Here used Node Red before Rich implemented it with Homeseer.  Node Red is running but haven't configured it with the Homeseer Node Red Module yet.
 
It took me less than a minute to do! However, now that I have it, I'm struggling a little with what to do with it. I did find a couple videos on the Alexa/Remote2 module but I have not figured that out yet.
 
pete_c said:
So you are saying you can have your amazon echo's say "Garage Door Open"?
 
Yes.  The GDO combo MQTT sensor is a hybrid wireless DIY'd GDO device with wired garage door open and garage door closed.
Plus it has a GDO digital button and a temperature sensor.  All of this works via MQTT.  The HA OmniPro 2 panel plugin talks MQTT and talks to Homeseer and Home Assistant.  The Homeseer Omni Plugin only talks Homeseer at this time.
 
Concurrently use TTS on Homeseer that is using the wired Zone sensors from the OmniPro 2 combo panel.
 
So most of the Alexa TTS is coming from wired alarm zone sensors these days.  I shut off the Homeseer TTS on many events these days.
 
House #2 is using a different approach with all wireless sensors these days with a Ring Alarm system and using a Ring to MQTT for control and sensing.
 
Also installing all Tasmota MQTT switches in House #2.

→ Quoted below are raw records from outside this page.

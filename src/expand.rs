//! Alias expansion engine.
//!
//! This module ties scanning, resolution and editing together:
//!
//! 1. the [`AliasScanner`] finds the alias tokens of a text
//! 2. every token is resolved through a [`ShortcutResolver`], all at once
//! 3. matched tokens become [`ReplacementRange`]s on a [`RangeEditor`]
//!
//! Resolutions run concurrently and may finish in any order; replacements
//! are keyed by their offsets in the original text, so the result does not
//! depend on completion order. A transform is all-or-nothing: if any
//! resolution fails, or the future is dropped, no text is produced and the
//! editor is left untouched.

use std::collections::HashSet;

use futures::future::try_join_all;
use tracing::{debug, trace};

use crate::config::AliasConfig;
use crate::editor::{RangeEditor, ReplacementRange};
use crate::error::{AliasError, ConflictError};
use crate::resolve::{expand_shortcut, Resolution, ShortcutResolver};
use crate::scan::{AliasScanner, AliasToken};

/// Outcome of resolving one alias token.
#[derive(Debug, Clone, PartialEq, Eq)]
pub struct ExpansionResult {
    /// The token that was resolved.
    pub token: AliasToken,
    /// Whether any shortcut rule matched.
    pub matched: bool,
    /// Flattened utility class names, first occurrence wins.
    pub class_names: Vec<String>,
}

impl ExpansionResult {
    /// Text that replaces the token, or `None` if the token stays as-is.
    pub fn replacement_text(&self) -> Option<String> {
        self.matched.then(|| self.class_names.join(" "))
    }

    /// The replacement for the token's span, if it matched.
    pub fn replacement(&self) -> Option<ReplacementRange> {
        self.replacement_text()
            .map(|text| ReplacementRange::new(self.token.span(), text))
    }
}

/// Flattens expansion groups into one list without duplicates.
///
/// Order follows the first occurrence of each name across all groups.
///
/// ```rust
/// use classalias::flatten_groups;
///
/// let groups = vec![
///     vec!["a".to_string(), "b".to_string()],
///     vec!["a".to_string(), "c".to_string()],
/// ];
/// assert_eq!(flatten_groups(&groups), vec!["a", "b", "c"]);
/// ```
pub fn flatten_groups(groups: &[Vec<String>]) -> Vec<String> {
    let mut seen: HashSet<&str> = HashSet::new();
    let mut out = Vec::new();
    for name in groups.iter().flatten() {
        if seen.insert(name.as_str()) {
            out.push(name.clone());
        }
    }
    out
}

/// Resolves one token.
///
/// # Errors
///
/// Returns [`AliasError::Resolver`] if the resolver fails.
pub async fn expand_token<R>(
    token: AliasToken,
    resolver: &R,
) -> Result<ExpansionResult, AliasError>
where
    R: ShortcutResolver + ?Sized,
{
    let resolution = expand_shortcut(&token.identifier, resolver).await?;

    let result = match resolution {
        Resolution::Found(groups) => ExpansionResult {
            class_names: flatten_groups(&groups),
            matched: true,
            token,
        },
        Resolution::NotFound => {
            trace!(alias = %token.text(), offset = token.start, "no shortcut matched");
            ExpansionResult {
                token,
                matched: false,
                class_names: Vec::new(),
            }
        }
    };

    Ok(result)
}

/// Rejects aliases glued together without whitespace (`*btn*card`).
///
/// Their spans abut, so expanding both would fuse two class lists into one
/// entry. There is no sensible merge, so the pair is reported as a conflict.
fn check_glued(tokens: &[AliasToken]) -> Result<(), ConflictError> {
    for pair in tokens.windows(2) {
        if pair[0].end == pair[1].start {
            return Err(ConflictError {
                existing: pair[0].span(),
                conflicting: pair[1].span(),
            });
        }
    }
    Ok(())
}

/// Scans `source` and resolves every alias token.
async fn resolve_all<R>(
    source: &str,
    resolver: &R,
    config: &AliasConfig,
) -> Result<Vec<ExpansionResult>, AliasError>
where
    R: ShortcutResolver + ?Sized,
{
    let tokens: Vec<AliasToken> = AliasScanner::new(source, config)?.collect();
    check_glued(&tokens)?;

    debug!(
        tokens = tokens.len(),
        prefix = %config.prefix,
        "resolving alias tokens"
    );

    try_join_all(tokens.into_iter().map(|token| expand_token(token, resolver))).await
}

/// Expands the aliases of the editor's text into replacements on `editor`.
///
/// Returns the number of replacements registered. Other replacements
/// already on the editor are kept; if one of them overlaps an alias, the
/// call fails and the editor is unchanged.
///
/// # Errors
///
/// - [`AliasError::Config`] if the prefix is invalid
/// - [`AliasError::Resolver`] if any resolution fails
/// - [`AliasError::Conflict`] if replacements would overlap
pub async fn transform_alias_into<R>(
    editor: &mut RangeEditor<'_>,
    resolver: &R,
    config: &AliasConfig,
) -> Result<usize, AliasError>
where
    R: ShortcutResolver + ?Sized,
{
    let results = resolve_all(editor.original(), resolver, config).await?;
    let replacements: Vec<ReplacementRange> =
        results.iter().filter_map(ExpansionResult::replacement).collect();
    let count = replacements.len();

    editor.overwrite_all(replacements)?;

    debug!(
        tokens = results.len(),
        replaced = count,
        "expanded alias tokens"
    );
    Ok(count)
}

/// Result of [`transform_alias_with_report`].
#[derive(Debug, Clone, PartialEq, Eq)]
pub struct TransformReport {
    /// The rewritten text.
    pub text: String,
    /// One entry per alias token found, in source order.
    pub expansions: Vec<ExpansionResult>,
}

impl TransformReport {
    /// Returns true if at least one alias was replaced.
    pub fn has_changed(&self) -> bool {
        self.expansions.iter().any(|e| e.matched)
    }

    /// Tokens that matched no shortcut.
    pub fn unmatched(&self) -> impl Iterator<Item = &AliasToken> {
        self.expansions
            .iter()
            .filter(|e| !e.matched)
            .map(|e| &e.token)
    }
}

/// Rewrites `source`, also returning the outcome of every alias token.
///
/// # Errors
///
/// See [`transform_alias`].
pub async fn transform_alias_with_report<R>(
    source: &str,
    resolver: &R,
    config: &AliasConfig,
) -> Result<TransformReport, AliasError>
where
    R: ShortcutResolver + ?Sized,
{
    let expansions = resolve_all(source, resolver, config).await?;

    let mut editor = RangeEditor::new(source);
    editor.overwrite_all(expansions.iter().filter_map(ExpansionResult::replacement))?;

    Ok(TransformReport {
        text: editor.apply(),
        expansions,
    })
}

/// Rewrites every alias token of `source` into its utility class names.
///
/// Tokens with no matching shortcut, and tokens using another prefix, are
/// left exactly as they are.
///
/// # Errors
///
/// - [`AliasError::Config`] if the prefix is invalid
/// - [`AliasError::Resolver`] if any resolution fails
/// - [`AliasError::Conflict`] if aliases are glued together
///
/// # Example
///
/// ```rust
/// use classalias::{transform_alias, AliasConfig, Shortcuts};
///
/// let shortcuts = Shortcuts::new().add("btn", "text-white font-bold");
/// let config = AliasConfig::default();
///
/// let out = futures::executor::block_on(transform_alias(
///     r#"<div *btn class="p-2 *btn"><i *icon></i></div>"#,
///     &shortcuts,
///     &config,
/// ))
/// .unwrap();
///
/// assert_eq!(
///     out,
///     r#"<div text-white font-bold class="p-2 text-white font-bold"><i *icon></i></div>"#
/// );
/// ```
pub async fn transform_alias<R>(
    source: &str,
    resolver: &R,
    config: &AliasConfig,
) -> Result<String, AliasError>
where
    R: ShortcutResolver + ?Sized,
{
    let mut editor = RangeEditor::new(source);
    transform_alias_into(&mut editor, resolver, config).await?;
    Ok(editor.apply())
}

/// A resolver paired with a validated configuration.
///
/// # Example
///
/// ```rust
/// use classalias::{AliasConfig, AliasTransformer, Shortcuts};
///
/// let transformer = AliasTransformer::new(
///     Shortcuts::new().add("card", "p-4 rounded shadow"),
///     AliasConfig::new("&"),
/// )
/// .unwrap();
///
/// let out = futures::executor::block_on(transformer.transform("<section &card>")).unwrap();
/// assert_eq!(out, "<section p-4 rounded shadow>");
/// ```
#[derive(Debug, Clone)]
pub struct AliasTransformer<R> {
    resolver: R,
    config: AliasConfig,
}

impl<R: ShortcutResolver> AliasTransformer<R> {
    /// Creates a transformer.
    ///
    /// # Errors
    ///
    /// Returns [`AliasError::Config`] if the configuration is invalid.
    pub fn new(resolver: R, config: AliasConfig) -> Result<Self, AliasError> {
        config.validate()?;
        Ok(Self { resolver, config })
    }

    /// Creates a transformer with the default prefix.
    pub fn with_default_prefix(resolver: R) -> Self {
        Self {
            resolver,
            config: AliasConfig::default(),
        }
    }

    /// Returns the configuration.
    pub fn config(&self) -> &AliasConfig {
        &self.config
    }

    /// Returns the resolver.
    pub fn resolver(&self) -> &R {
        &self.resolver
    }

    /// Rewrites `source`. See [`transform_alias`].
    pub async fn transform(&self, source: &str) -> Result<String, AliasError> {
        transform_alias(source, &self.resolver, &self.config).await
    }

    /// Registers replacements on `editor`. See [`transform_alias_into`].
    pub async fn transform_into(&self, editor: &mut RangeEditor<'_>) -> Result<usize, AliasError> {
        transform_alias_into(editor, &self.resolver, &self.config).await
    }

    /// Rewrites `source` and reports every token. See
    /// [`transform_alias_with_report`].
    pub async fn transform_with_report(
        &self,
        source: &str,
    ) -> Result<TransformReport, AliasError> {
        transform_alias_with_report(source, &self.resolver, &self.config).await
    }

    /// Resolves one identifier without touching text. See
    /// [`expand_shortcut`].
    pub async fn expand(&self, identifier: &str) -> Result<Resolution, AliasError> {
        expand_shortcut(identifier, &self.resolver).await
    }
}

Can we see a video of this?  I am VERY interested - but I want to see ANY demo of it.
 
I typically just write about my endeavors here or on Homeseer.
 
Here is the GDO stuff.  It is basically a Sonoff Basic modded not to use 120VAC (cut board for this) and continuing to use the relay on the board for the digital GD button.
 
The rest of the mods are just tapping in to the GPIO ports and a custom Tasmota current firmware than Michael from MCS wrote a couple of years ago and recently upgraded it.
 

SonOff WiFi Basic GDO multisensor - button - temperature sensor project
 
I customized my kitchen under / over kitchen cabinet lighting with the following posted project.
 
1 - used a micro 12VDC LED power supply inside of the switch box.
2 - hand made my aluminum with diffuser LED strips cut to size.  You do not see the LED tracks.
3 - with wall switch it works fine except that it defaults to 100% brightness
4 - Hardware modded a MagicHome controller to use one channel for the LED lamps, put a digital pot on it for on and off and dim level.  Michael customized the Espurna MagicHome firmware to allow for use of the digital pot.  I also added a combo temperature / humidity sensor to the magic home controller.
 
This project had very high WAF.  I ran LED lamps under the microwave / fan over the stove.  No drilling as I used the screws under the microwave to mount the LED strips.  Way brighter than the built in LED lamps over the stove.
 

Under kitchen cabinet LED lamps with mcsMQTT control
 
Lots of soldering with this project.  The MagicHome controller only had pads to solder to.  I used drops of hot melt glue to keep the wires in place.